[[ RECORDS SHOWN, beginning ]]
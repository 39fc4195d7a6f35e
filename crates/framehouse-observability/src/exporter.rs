use axum::{
    http::StatusCode,
    response::{IntoResponse, Response},
    routing::get,
    Router,
};
use prometheus::{Encoder, TextEncoder};

use crate::metrics::REGISTRY;

/// Encode every registered metric family in the Prometheus text format.
pub fn render_metrics() -> Result<(String, Vec<u8>), prometheus::Error> {
    let encoder = TextEncoder::new();
    let mut buffer = Vec::new();
    encoder.encode(&REGISTRY.gather(), &mut buffer)?;
    Ok((encoder.format_type().to_string(), buffer))
}

/// Handler for the `/metrics` endpoint
pub async fn metrics_handler() -> Response {
    match render_metrics() {
        Ok((content_type, body)) => {
            (StatusCode::OK, [("content-type", content_type)], body).into_response()
        }
        Err(e) => (
            StatusCode::INTERNAL_SERVER_ERROR,
            format!("Failed to encode metrics: {}", e),
        )
            .into_response(),
    }
}

/// Router serving `/metrics`
pub fn create_metrics_router() -> Router {
    Router::new().route("/metrics", get(metrics_handler))
}

#[cfg(test)]
mod tests {
    use super::*;
    use axum::body::Body;
    use axum::http::Request;
    use tower::ServiceExt;

    #[tokio::test]
    async fn test_metrics_endpoint() {
        crate::metrics::init();
        let app = create_metrics_router();

        let response = app
            .oneshot(
                Request::builder()
                    .uri("/metrics")
                    .body(Body::empty())
                    .unwrap(),
            )
            .await
            .unwrap();

        assert_eq!(response.status(), StatusCode::OK);
        assert_eq!(
            response.headers().get("content-type").unwrap(),
            "text/plain; version=0.0.4"
        );
    }

    #[test]
    fn test_render_includes_framehouse_metrics() {
        crate::metrics::init();
        crate::metrics::CHUNKS_FINALIZED_TOTAL
            .with_label_values(&["render-test"])
            .inc();

        let (_, body) = render_metrics().unwrap();
        let text = String::from_utf8(body).unwrap();
        assert!(text.contains("framehouse_chunks_finalized_total"));
    }
}
//! Storage Manager
//!
//! Top-level entry point: one pipeline per rate, created on first use.
//!
//! ## Architecture
//!
//! ```text
//! StorageManager
//!     │
//!     ├─ rate 1  ──→ ingest task ──→ TierOrchestrator
//!     │                                ├─ disk  (RateStorage, live chunk)
//!     │                                └─ hot   (ObjectStoreTier)
//!     │
//!     └─ rate 4  ──→ ingest task ──→ TierOrchestrator
//!                                      └─ disk
//! ```
//!
//! `add_nal` only queues the record; each rate's ingest task applies records
//! in order and reports rejections through logs and metrics. `flush` waits
//! until everything queued so far is applied and every migration it caused
//! has finished.
//!
//! ## Usage
//!
//! ```ignore
//! use framehouse_storage::{StorageConfig, StorageManager, VideoRequest};
//!
//! let manager = StorageManager::open(StorageConfig::default()).await?;
//! let mut new_rates = manager.subscribe_new_rates();
//!
//! manager.add_nal(record).await?;
//! manager.flush().await?;
//!
//! let ranges = manager.get_ranges(1).await;
//! let video = manager
//!     .get_video(&VideoRequest::new(1, ranges[0].first_time, 30), &Signal::new())
//!     .await?;
//! ```

use crate::config::StorageConfig;
use crate::error::{Error, Result};
use crate::orchestrator::{RangeSubscription, TierOrchestrator};
use crate::rate_storage::{list_chunk_ids, LocalTierFactory};
use crate::signal::Signal;
use crate::tiering::{select_tiers, StorageTier, TierFactory};
use crate::video::{VideoRequest, VideoResult};
use async_trait::async_trait;
use bytes::Bytes;
use framehouse_core::{NalRecord, SizedCache, Span, Timestamp};
use std::collections::HashMap;
use std::sync::{Arc, Mutex, PoisonError};
use tokio::sync::{broadcast, mpsc, oneshot, RwLock};
use tokio::task::JoinHandle;
use tracing::{debug, error, info, warn};

const NEW_RATE_CAPACITY: usize = 64;

/// Turns a keyframe-aligned run of records into a playable container
#[async_trait]
pub trait VideoMuxer: Send + Sync {
    async fn mux(
        &self,
        records: &[NalRecord],
        rate: u64,
        next_key_frame_time: Option<Timestamp>,
    ) -> Result<Bytes>;
}

#[derive(Debug, Clone, PartialEq)]
pub enum MuxedVideoResult {
    Muxed {
        data: Bytes,
        next_key_frame_time: Option<Timestamp>,
    },
    ExceedsLiveVideo,
    ExceedsNextTime,
    Cancelled,
}

#[derive(Debug, Clone, PartialEq, Eq, Hash)]
struct MuxKey {
    rate: u64,
    start_time: Timestamp,
    min_frames: u64,
    start_exclusive: bool,
}

#[derive(Clone)]
struct MuxedEntry {
    data: Bytes,
    next_key_frame_time: Option<Timestamp>,
}

enum IngestCmd {
    Nal(NalRecord),
    Barrier(oneshot::Sender<()>),
}

struct RatePipeline {
    orchestrator: Arc<TierOrchestrator>,
    ingest: Mutex<Option<mpsc::Sender<IngestCmd>>>,
    task: Mutex<Option<JoinHandle<()>>>,
}

impl RatePipeline {
    fn sender(&self) -> Result<mpsc::Sender<IngestCmd>> {
        self.ingest
            .lock()
            .unwrap_or_else(PoisonError::into_inner)
            .clone()
            .ok_or_else(|| Error::WriterClosed(format!("rate {}", self.orchestrator.rate())))
    }
}

fn rejection_reason(error: &Error) -> &'static str {
    match error {
        Error::TimeOrder { .. } => "time_order",
        Error::WrongRate { .. } => "wrong_rate",
        Error::Core(_) => "ranges",
        _ => "storage",
    }
}

async fn run_ingest(orchestrator: Arc<TierOrchestrator>, mut rx: mpsc::Receiver<IngestCmd>) {
    let rate = orchestrator.rate();
    debug!(rate, "Ingest task started");

    while let Some(cmd) = rx.recv().await {
        match cmd {
            IngestCmd::Nal(record) => {
                if let Err(e) = orchestrator.add_nal(&record).await {
                    warn!(
                        rate,
                        time = record.time,
                        seq = record.add_seq_num,
                        error = %e,
                        "NAL rejected"
                    );
                    framehouse_observability::metrics::RECORDS_REJECTED_TOTAL
                        .with_label_values(&[&rate.to_string(), rejection_reason(&e)])
                        .inc();
                }
            }
            IngestCmd::Barrier(done) => {
                let _ = done.send(());
            }
        }
    }

    debug!(rate, "Ingest task stopped");
}

/// Rate registry and routing for every stored rate
pub struct StorageManager {
    config: StorageConfig,
    remote_tiers: Vec<Arc<dyn TierFactory>>,
    pipelines: RwLock<HashMap<u64, Arc<RatePipeline>>>,
    new_rates: broadcast::Sender<u64>,
    muxer: Option<Arc<dyn VideoMuxer>>,
    muxed_cache: Mutex<SizedCache<MuxKey, MuxedEntry>>,
}

impl StorageManager {
    /// Manager with only the local tier. Nothing is recovered until a rate
    /// is first used; see [`StorageManager::open`].
    pub fn new(config: StorageConfig) -> Result<Self> {
        config.validate()?;
        let (new_rates, _) = broadcast::channel(NEW_RATE_CAPACITY);
        let muxed_cache = Mutex::new(SizedCache::new(config.muxed_cache_bytes));
        Ok(Self {
            config,
            remote_tiers: Vec::new(),
            pipelines: RwLock::new(HashMap::new()),
            new_rates,
            muxer: None,
            muxed_cache,
        })
    }

    /// Append a remote tier to every rate's candidate list
    pub fn with_remote_tier(mut self, factory: Arc<dyn TierFactory>) -> Self {
        self.remote_tiers.push(factory);
        self
    }

    pub fn with_muxer(mut self, muxer: Arc<dyn VideoMuxer>) -> Self {
        self.muxer = Some(muxer);
        self
    }

    /// Create the manager and recover every rate found on disk.
    pub async fn open(config: StorageConfig) -> Result<Self> {
        Self::new(config)?.recover().await
    }

    /// Probe rates `1, b, b², ...` until two consecutive rates have no
    /// chunks, opening a pipeline for each one found.
    pub async fn recover(self) -> Result<Self> {
        let base = self.config.base();
        let mut rate = 1u64;
        let mut empty_in_a_row = 0;

        while empty_in_a_row < 2 {
            if list_chunk_ids(&self.config.rate_dir(rate)).await?.is_empty() {
                empty_in_a_row += 1;
            } else {
                empty_in_a_row = 0;
                self.pipeline(rate).await?;
            }
            rate = match rate.checked_mul(base) {
                Some(next) => next,
                None => break,
            };
        }

        info!(
            root_dir = %self.config.root_dir.display(),
            rates = ?self.rates().await,
            next_add_seq_num = self.get_next_add_seq_num().await,
            "Storage recovered"
        );
        Ok(self)
    }

    pub fn config(&self) -> &StorageConfig {
        &self.config
    }

    async fn existing(&self, rate: u64) -> Option<Arc<RatePipeline>> {
        self.pipelines.read().await.get(&rate).cloned()
    }

    /// Get or create the pipeline for `rate`
    async fn pipeline(&self, rate: u64) -> Result<Arc<RatePipeline>> {
        // Fast path: read lock
        if let Some(pipeline) = self.existing(rate).await {
            return Ok(pipeline);
        }

        // Slow path: write lock
        let mut pipelines = self.pipelines.write().await;

        // Double-check (another task may have created it)
        if let Some(pipeline) = pipelines.get(&rate) {
            return Ok(pipeline.clone());
        }

        let mut candidates: Vec<Arc<dyn StorageTier>> =
            vec![LocalTierFactory.open_rate(rate, &self.config).await?];
        for factory in &self.remote_tiers {
            candidates.push(factory.open_rate(rate, &self.config).await?);
        }
        let plan = select_tiers(rate, candidates, &self.config)?;
        let orchestrator = TierOrchestrator::new(rate, plan, &self.config)?;

        let (tx, rx) = mpsc::channel(self.config.ingest_channel_capacity);
        let task = tokio::spawn(run_ingest(orchestrator.clone(), rx));
        let pipeline = Arc::new(RatePipeline {
            orchestrator,
            ingest: Mutex::new(Some(tx)),
            task: Mutex::new(Some(task)),
        });
        pipelines.insert(rate, pipeline.clone());

        framehouse_observability::metrics::RATES_ACTIVE.set(pipelines.len() as i64);
        info!(rate, "Created rate pipeline");
        // No subscribers is fine
        let _ = self.new_rates.send(rate);

        Ok(pipeline)
    }

    /// Queue a record for its rate's pipeline.
    ///
    /// Ordering and storage errors surface asynchronously as `warn!` logs and
    /// the rejected-records metric.
    ///
    /// # Errors
    /// - `WriterClosed` after [`StorageManager::shutdown`]
    /// - tier setup errors when this is the rate's first record
    pub async fn add_nal(&self, record: NalRecord) -> Result<()> {
        let pipeline = self.pipeline(record.rate).await?;
        pipeline
            .sender()?
            .send(IngestCmd::Nal(record))
            .await
            .map_err(|_| Error::WriterClosed(format!("rate {}", pipeline.orchestrator.rate())))
    }

    /// Wait until every queued record is applied, every migration has
    /// finished, and every tier has flushed.
    pub async fn flush(&self) -> Result<()> {
        let pipelines: Vec<_> = self.pipelines.read().await.values().cloned().collect();
        for pipeline in pipelines {
            if let Ok(sender) = pipeline.sender() {
                let (done_tx, done_rx) = oneshot::channel();
                if sender.send(IngestCmd::Barrier(done_tx)).await.is_ok() {
                    let _ = done_rx.await;
                }
            }
            pipeline.orchestrator.wait_for_migrations().await;
            pipeline.orchestrator.flush().await?;
        }
        Ok(())
    }

    /// Rates that currently have a pipeline, ascending
    pub async fn rates(&self) -> Vec<u64> {
        let mut rates: Vec<u64> = self.pipelines.read().await.keys().copied().collect();
        rates.sort_unstable();
        rates
    }

    pub fn subscribe_new_rates(&self) -> broadcast::Receiver<u64> {
        self.new_rates.subscribe()
    }

    /// Stored spans of `rate`; empty for a rate never seen
    pub async fn get_ranges(&self, rate: u64) -> Vec<Span> {
        match self.existing(rate).await {
            Some(pipeline) => pipeline.orchestrator.get_ranges(),
            None => Vec::new(),
        }
    }

    /// Current spans of `rate` plus a receiver for later changes.
    ///
    /// Creates the rate's pipeline if needed so a subscriber can wait for a
    /// rate before its first record.
    pub async fn subscribe_to_ranges(
        &self,
        rate: u64,
    ) -> Result<(Vec<Span>, RangeSubscription)> {
        let pipeline = self.pipeline(rate).await?;
        let events = pipeline.orchestrator.subscribe();
        Ok((pipeline.orchestrator.get_ranges(), events))
    }

    pub async fn summarize_ranges(&self, rate: u64, range: &Span, max: usize) -> Result<Vec<Span>> {
        match self.existing(rate).await {
            Some(pipeline) => pipeline.orchestrator.summarize_ranges(range, max),
            None => Ok(Vec::new()),
        }
    }

    /// One past the largest `add_seq_num` stored in any rate, 0 when empty
    pub async fn get_next_add_seq_num(&self) -> u64 {
        self.pipelines
            .read()
            .await
            .values()
            .filter_map(|p| p.orchestrator.last_add_seq_num())
            .max()
            .map_or(0, |seq| seq + 1)
    }

    pub async fn get_video(&self, request: &VideoRequest, cancel: &Signal) -> Result<VideoResult> {
        match self.existing(request.rate).await {
            Some(pipeline) => pipeline.orchestrator.get_video(request, cancel).await,
            None => Ok(VideoResult::ExceedsLiveVideo),
        }
    }

    /// [`StorageManager::get_video`] passed through the muxer, cached by
    /// window start.
    ///
    /// # Errors
    /// - `Mux` if no muxer is configured or muxing fails
    pub async fn get_muxed_video(
        &self,
        request: &VideoRequest,
        cancel: &Signal,
    ) -> Result<MuxedVideoResult> {
        let muxer = self
            .muxer
            .clone()
            .ok_or_else(|| Error::Mux("no muxer configured".to_string()))?;
        let key = MuxKey {
            rate: request.rate,
            start_time: request.start_time,
            min_frames: request.min_frames,
            start_exclusive: request.start_exclusive,
        };

        let cached = self
            .muxed_cache
            .lock()
            .unwrap_or_else(PoisonError::into_inner)
            .get(&key)
            .cloned();
        if let Some(entry) = cached {
            framehouse_observability::metrics::CACHE_HITS_TOTAL
                .with_label_values(&["muxed"])
                .inc();
            return Ok(MuxedVideoResult::Muxed {
                data: entry.data,
                next_key_frame_time: entry.next_key_frame_time,
            });
        }
        framehouse_observability::metrics::CACHE_MISSES_TOTAL
            .with_label_values(&["muxed"])
            .inc();

        let mut request = request.clone();
        request.only_times = false;
        let video = match self.get_video(&request, cancel).await? {
            VideoResult::Video(video) => video,
            VideoResult::ExceedsLiveVideo => return Ok(MuxedVideoResult::ExceedsLiveVideo),
            VideoResult::ExceedsNextTime => return Ok(MuxedVideoResult::ExceedsNextTime),
            VideoResult::Cancelled => return Ok(MuxedVideoResult::Cancelled),
        };

        let data = muxer
            .mux(&video.records, video.rate, video.next_key_frame_time)
            .await?;
        {
            let mut cache = self.muxed_cache.lock().unwrap_or_else(PoisonError::into_inner);
            let evicted = cache.insert(
                key,
                MuxedEntry {
                    data: data.clone(),
                    next_key_frame_time: video.next_key_frame_time,
                },
                data.len() as u64,
            );
            framehouse_observability::metrics::MUXED_CACHE_BYTES.set(cache.total_size() as i64);
            if evicted > 0 {
                debug!(evicted, cached = cache.len(), "Muxed cache evicted entries");
            }
        }

        Ok(MuxedVideoResult::Muxed {
            data,
            next_key_frame_time: video.next_key_frame_time,
        })
    }

    /// Stop accepting records, apply what is queued, and flush every tier.
    pub async fn shutdown(&self) -> Result<()> {
        let pipelines: Vec<_> = self.pipelines.read().await.values().cloned().collect();
        for pipeline in &pipelines {
            pipeline
                .ingest
                .lock()
                .unwrap_or_else(PoisonError::into_inner)
                .take();
        }
        for pipeline in &pipelines {
            let task = pipeline.task.lock().unwrap_or_else(PoisonError::into_inner).take();
            if let Some(task) = task {
                if let Err(e) = task.await {
                    error!(rate = pipeline.orchestrator.rate(), error = %e, "Ingest task panicked");
                }
            }
            pipeline.orchestrator.wait_for_migrations().await;
            pipeline.orchestrator.flush().await?;
        }
        info!(rates = pipelines.len(), "Storage shut down");
        Ok(())
    }
}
[[ RECORDS SHOWN, end ]]
* _ASSIGNED TASK_
Everything from the first line of the material through the line containing "let encoder = TextEncoder::new();" is to be printed exactly; lines after that are to be left out.

* _RESULT OF THIS EXERCISE_
repository 39fc4195d7a6f35e
filename crates/framehouse-observability/src/exporter.rs
use axum::{
    http::StatusCode,
    response::{IntoResponse, Response},
    routing::get,
    Router,
};
use prometheus::{Encoder, TextEncoder};

use crate::metrics::REGISTRY;

/// Encode every registered metric family in the Prometheus text format.
pub fn render_metrics() -> Result<(String, Vec<u8>), prometheus::Error> {
    let encoder = TextEncoder::new();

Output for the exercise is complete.